HIV-1 is the aetiological agent of AIDS. Present treatment of AIDS uses a combination therapy with reverse transcriptase and protease inhibitors. Recently, the integrase (IN), the third enzyme of HIV-1 which is necessary for the integration process of proviral DNA into the host genome, has reached as a legitimate new drug target. Several families of inhibitors of the catalytic core domain of HIV-1 IN exhibiting submicromolar activities have now been identified. Our contribution in this field was related to the development of new polyhydroxylated styrylquinolines. The latter compounds have proved to be potent HIV-1 IN inhibitors, that block the replication of HIV-1 in cell culture, and are devoid of cytotoxicity. The crystal structure of the catalytically active core domain of a HIV-1 IN mutant has been determined.
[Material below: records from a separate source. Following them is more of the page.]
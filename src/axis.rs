//! Tick planning: nice step sizes and label precision for an axis span.

use crate::view::Range;

const MANTISSAS: [f64; 3] = [1.0, 2.0, 5.0];

/// Position on the 1-2-5 ladder of nice step sizes.
#[derive(Debug, Clone, Copy)]
struct Ladder {
    index: usize,
    scale: f64,
}

impl Ladder {
    fn step(self) -> f64 {
        MANTISSAS[self.index] * self.scale
    }

    fn up(&mut self) {
        if self.index == 2 {
            self.index = 0;
            self.scale *= 10.0;
        } else {
            self.index += 1;
        }
    }

    fn down(&mut self) {
        if self.index == 0 {
            self.index = 2;
            self.scale /= 10.0;
        } else {
            self.index -= 1;
        }
    }
}

/// Tick step and label precision for one axis, derived from its visible span.
///
/// Recomputed every frame; never persisted.
#[derive(Debug, Clone, Copy, PartialEq)]
pub struct TickPlan {
    /// Distance between adjacent ticks, a 1, 2 or 5 times a power of ten.
    pub step: f64,
    /// Digits after the decimal point needed to tell adjacent labels apart.
    pub precision: usize,
}

impl TickPlan {
    /// Plan ticks for a span, targeting between 5 and 15 ticks.
    ///
    /// The precision only grows while scaling sub-unit spans up, never
    /// shrinks, so large spans always get precision 0.
    pub fn for_span(span: f64) -> Self {
        if !span.is_finite() || span <= 0.0 {
            return Self {
                step: 1.0,
                precision: 0,
            };
        }

        let mut steps = span / 10.0;
        let mut scale = 1.0_f64;
        let mut precision = 0_usize;
        if steps < 1.0 {
            while steps < 1.0 {
                steps *= 10.0;
                scale /= 10.0;
                precision += 1;
            }
        } else {
            while steps > 1.0 {
                steps /= 10.0;
                scale *= 10.0;
            }
        }

        // Refine along the 1-2-5 ladder: climb until no more than 15 ticks
        // fit, then descend while the next finer step still fits.
        let mut ladder = Ladder { index: 0, scale };
        while span / ladder.step() > 15.0 {
            ladder.up();
        }
        loop {
            let mut finer = ladder;
            finer.down();
            if span / finer.step() > 15.0 {
                break;
            }
            ladder = finer;
        }

        Self {
            step: ladder.step(),
            precision,
        }
    }

    /// Iterate tick positions covering a range.
    ///
    /// Starts one step below the rounded minimum and walks upward while at or
    /// below the maximum. Ticks within a tenth of a step of zero are skipped
    /// because they would sit on the axis line.
    pub fn ticks(&self, range: Range) -> Ticks {
        Ticks {
            next: (range.min / self.step).round() * self.step - self.step,
            max: range.max,
            step: self.step,
        }
    }

    /// Format a tick label with the planned precision.
    pub fn label(&self, value: f64) -> String {
        format!("{value:.prec$}", prec = self.precision)
    }
}

/// Iterator over tick positions, see [`TickPlan::ticks`].
#[derive(Debug, Clone)]
pub struct Ticks {
    next: f64,
    max: f64,
    step: f64,
}

impl Iterator for Ticks {
    type Item = f64;

    fn next(&mut self) -> Option<f64> {
        loop {
            let value = self.next;
            if value > self.max {
                return None;
            }
            self.next = value + self.step;
            if value.abs() > self.step / 10.0 {
                return Some(value);
            }
        }
    }
}

#[cfg(test)]
mod tests {
    use super::*;
    use approx::assert_relative_eq;

    #[test]
    fn round_spans_get_ten_ticks() {
        for span in [0.001, 1.0, 100.0, 100_000.0] {
            let plan = TickPlan::for_span(span);
            assert_relative_eq!(span / plan.step, 10.0, max_relative = 1e-9);
        }
    }

    #[test]
    fn span_fifty_steps_by_five() {
        let plan = TickPlan::for_span(50.0);
        assert_relative_eq!(plan.step, 5.0);
        assert_eq!(plan.precision, 0);
    }

    #[test]
    fn span_seven_stays_in_band() {
        let plan = TickPlan::for_span(7.0);
        assert_relative_eq!(plan.step, 0.5, max_relative = 1e-9);
        assert_eq!(plan.precision, 1);
        let ratio = 7.0 / plan.step;
        assert!((5.0..=15.0).contains(&ratio), "ratio {ratio}");
    }

    #[test]
    fn tick_count_band_over_mixed_spans() {
        for span in [
            0.003, 0.07, 0.5, 2.0, 7.0, 12.0, 15.0, 16.0, 30.0, 99.0, 150.0, 123_456.0,
        ] {
            let plan = TickPlan::for_span(span);
            let ratio = span / plan.step;
            assert!(
                (5.0..=15.0 + 1e-9).contains(&ratio),
                "span {span} gave step {} (ratio {ratio})",
                plan.step
            );
        }
    }

    #[test]
    fn precision_grows_with_sub_unit_spans() {
        assert_eq!(TickPlan::for_span(0.05).precision, 3);
        assert_eq!(TickPlan::for_span(0.5).precision, 2);
        assert_eq!(TickPlan::for_span(1.0).precision, 1);
        assert_eq!(TickPlan::for_span(10.0).precision, 0);
        assert_eq!(TickPlan::for_span(1_000_000.0).precision, 0);
    }

    #[test]
    fn ticks_cover_range_and_skip_zero() {
        let plan = TickPlan {
            step: 1.0,
            precision: 0,
        };
        let ticks: Vec<f64> = plan.ticks(Range::new(-2.5, 2.5)).collect();
        assert_eq!(ticks, vec![-4.0, -3.0, -2.0, -1.0, 1.0, 2.0]);
    }

    #[test]
    fn ticks_suppress_near_zero_values() {
        let plan = TickPlan {
            step: 0.5,
            precision: 1,
        };
        let ticks: Vec<f64> = plan.ticks(Range::new(-0.6, 0.6)).collect();
        assert!(ticks.iter().all(|v| v.abs() > 0.05), "{ticks:?}");
        assert!(ticks.iter().any(|v| (v - 0.5).abs() < 1e-9));
    }

    #[test]
    fn labels_use_planned_precision() {
        let plan = TickPlan {
            step: 0.5,
            precision: 1,
        };
        assert_eq!(plan.label(1.5), "1.5");
        assert_eq!(plan.label(-0.5), "-0.5");
        let coarse = TickPlan {
            step: 10.0,
            precision: 0,
        };
        assert_eq!(coarse.label(40.0), "40");
    }

    #[test]
    fn degenerate_span_falls_back_to_unit_step() {
        assert_eq!(TickPlan::for_span(0.0).step, 1.0);
        assert_eq!(TickPlan::for_span(f64::NAN).step, 1.0);
    }
}
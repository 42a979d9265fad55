//! Visible data ranges and the persisted view rectangle.

/// Numeric range with inclusive bounds.
///
/// A freshly created range carries the unset sentinel (`min = +inf`,
/// `max = -inf`) so that any finite value expands it.
#[derive(Debug, Clone, Copy, PartialEq)]
pub struct Range {
    /// Minimum value.
    pub min: f64,
    /// Maximum value.
    pub max: f64,
}

impl Range {
    /// Create a range from explicit bounds.
    pub fn new(min: f64, max: f64) -> Self {
        Self { min, max }
    }

    /// The unset sentinel range.
    pub fn unset() -> Self {
        Self {
            min: f64::INFINITY,
            max: f64::NEG_INFINITY,
        }
    }

    /// Span of the range.
    pub fn span(&self) -> f64 {
        self.max - self.min
    }

    /// Check whether both bounds are finite.
    pub fn is_finite(&self) -> bool {
        self.min.is_finite() && self.max.is_finite()
    }

    /// Check whether the range has positive span and finite bounds.
    pub fn is_valid(&self) -> bool {
        self.is_finite() && self.span() > 0.0
    }

    /// Expand the range to include a value.
    pub fn expand_to_include(&mut self, value: f64) {
        if !value.is_finite() {
            return;
        }
        if value < self.min {
            self.min = value;
        }
        if value > self.max {
            self.max = value;
        }
    }

    /// Grow both ends by a fraction of the span, or by a unit margin when the
    /// span is zero. Guarantees positive span for any finite input range.
    pub fn with_fit_margin(&self, frac: f64) -> Self {
        let span = self.span();
        let margin = if span > 0.0 { span * frac } else { 1.0 };
        Self {
            min: self.min - margin,
            max: self.max + margin,
        }
    }

    /// Shift both bounds by a delta.
    pub fn shifted(&self, delta: f64) -> Self {
        Self {
            min: self.min + delta,
            max: self.max + delta,
        }
    }
}

/// The persisted visible rectangle in data space (the range tracker).
///
/// Starts unset; auto-fit fills it from data, pan and zoom mutate it, and a
/// view reset returns it to unset. Both axes are set or unset together.
#[derive(Debug, Clone, Copy, PartialEq)]
pub struct ViewRect {
    /// X axis range.
    pub x: Range,
    /// Y axis range.
    pub y: Range,
}

impl ViewRect {
    /// Rectangle drawn when no data exists at all.
    pub const FALLBACK: Self = Self {
        x: Range {
            min: -1.0,
            max: 1.0,
        },
        y: Range {
            min: -1.0,
            max: 1.0,
        },
    };

    /// Create a rectangle from X and Y ranges.
    pub fn new(x: Range, y: Range) -> Self {
        Self { x, y }
    }

    /// The unset sentinel rectangle.
    pub fn unset() -> Self {
        Self {
            x: Range::unset(),
            y: Range::unset(),
        }
    }

    /// Check whether the rectangle is still at the unset sentinel.
    pub fn is_unset(&self) -> bool {
        !self.x.is_finite()
    }

    /// Check whether both axes have finite bounds and positive span.
    pub fn is_valid(&self) -> bool {
        self.x.is_valid() && self.y.is_valid()
    }

    /// Apply the auto-fit margin to both axes.
    pub fn with_fit_margin(&self, frac: f64) -> Self {
        Self {
            x: self.x.with_fit_margin(frac),
            y: self.y.with_fit_margin(frac),
        }
    }

    /// Shift the rectangle by a data-space delta.
    pub fn shifted(&self, dx: f64, dy: f64) -> Self {
        Self {
            x: self.x.shifted(dx),
            y: self.y.shifted(dy),
        }
    }
}

#[cfg(test)]
mod tests {
    use super::*;
    use approx::assert_relative_eq;

    #[test]
    fn unset_range_expands_from_any_value() {
        let mut range = Range::unset();
        assert!(!range.is_finite());
        range.expand_to_include(-3.0);
        range.expand_to_include(7.0);
        assert_eq!(range, Range::new(-3.0, 7.0));
    }

    #[test]
    fn expand_ignores_non_finite_values() {
        let mut range = Range::new(0.0, 1.0);
        range.expand_to_include(f64::NAN);
        range.expand_to_include(f64::INFINITY);
        assert_eq!(range, Range::new(0.0, 1.0));
    }

    #[test]
    fn fit_margin_is_tenth_of_span() {
        let fitted = Range::new(0.0, 10.0).with_fit_margin(0.1);
        assert_relative_eq!(fitted.min, -1.0);
        assert_relative_eq!(fitted.max, 11.0);
    }

    #[test]
    fn fit_margin_falls_back_to_unit_for_zero_span() {
        let fitted = Range::new(4.0, 4.0).with_fit_margin(0.1);
        assert_relative_eq!(fitted.min, 3.0);
        assert_relative_eq!(fitted.max, 5.0);
        assert!(fitted.is_valid());
    }

    #[test]
    fn view_rect_unset_is_not_valid() {
        let rect = ViewRect::unset();
        assert!(rect.is_unset());
        assert!(!rect.is_valid());
        assert!(ViewRect::FALLBACK.is_valid());
    }

    #[test]
    fn shift_moves_both_bounds() {
        let rect = ViewRect::new(Range::new(0.0, 1.0), Range::new(-1.0, 1.0));
        let shifted = rect.shifted(2.0, -0.5);
        assert_eq!(shifted.x, Range::new(2.0, 3.0));
        assert_eq!(shifted.y, Range::new(-1.5, 0.5));
    }
}
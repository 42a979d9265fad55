//! The drawing and input collaborator the engine runs against.
//!
//! The session never creates windows or polls events itself; the host shell
//! implements [`Surface`] over whatever windowing system it uses and calls
//! [`crate::plot::Plot::frame`] once per refresh.

use crate::geom::PixelPoint;
use crate::render::Color;

/// Mouse buttons the engine can query.
#[derive(Debug, Clone, Copy, PartialEq, Eq)]
pub enum MouseButton {
    /// Left button, used for drag-to-pan.
    Left,
    /// Middle button.
    Middle,
    /// Right button.
    Right,
}

/// Edge-triggered commands the host maps its own key bindings onto.
#[derive(Debug, Clone, Copy, PartialEq, Eq)]
pub enum PlotCommand {
    /// Clear the persisted view range back to auto-fit.
    ResetView,
    /// Flip the fullscreen flag.
    ToggleFullscreen,
}

/// Per-frame capability set consumed by the session.
///
/// Queries are snapshots for the current frame; draw calls are infallible.
pub trait Surface {
    /// Surface size in pixels.
    fn size(&self) -> (i32, i32);

    /// Current mouse position in pixels.
    fn mouse_position(&self) -> PixelPoint;

    /// Whether a mouse button is currently held.
    fn is_mouse_down(&self, button: MouseButton) -> bool;

    /// Signed wheel scroll delta accumulated this frame.
    fn wheel_delta(&self) -> f64;

    /// Whether a command's key binding was pressed this frame.
    fn was_command_pressed(&self, command: PlotCommand) -> bool;

    /// Request fullscreen on or off.
    fn set_fullscreen(&mut self, fullscreen: bool);

    /// Draw a line between two pixel points.
    ///
    /// Implementations are expected to omit the terminal pixel of the
    /// segment, matching common line rasterizers; the renderer compensates.
    fn draw_line(&mut self, from: PixelPoint, to: PixelPoint, color: Color);

    /// Draw a single pixel.
    fn draw_point(&mut self, at: PixelPoint, color: Color);

    /// Draw text with its top-left corner at the given position.
    fn draw_text(&mut self, text: &str, at: PixelPoint, color: Color);

    /// Pixel width and height the text would occupy.
    fn text_size(&self, text: &str) -> (i32, i32);
}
The active site region is identified by the position of two of the conserved carboxylate residues essential for catalysis, Asp 64 and Asp 116, which coordinate a Mg 2+ ion, whereas the third catalytic residue, Glu 152 does not participate in metal binding. However, a recent molecular dynamics simulation of the HIV-1 IN catalytic domain provides support to the hypothesis that a second metal ion is likely to be carried into the HIV-1 IN active site by the DNA substrate. The structure of a complex of the HIV-1 IN core domain with the inhibitor 5-CITEP has been recently reported. The inhibitor binds centrally in the active site of the IN and makes a number of close contacts with the protein, particularly with Lys 156, Lys 159 and Gln 148, amino acids which were identified to be near the active site of the enzyme, through site-directed mutagenis and photo-crosslinking experiments. The exact mechanism by which HIV-1 IN inhibitors block the catalytic activity of the protein remains unknown. However, several putative pharmacophore components have been characterized. All these groups lie in a possible coordination to a divalent ion, supporting thus the hypothesis that the interaction causing the inhibition is mediated by one or two cations. Finally, among the HIV-1 IN inhibitors, three classes have proved to exhibit significant antiviral activities. Thus, it seems likely that the efficient use of HIV-1 IN as a target for rational design will become possible in the next future, possibly through the use of combination regimens including IN inhibitors.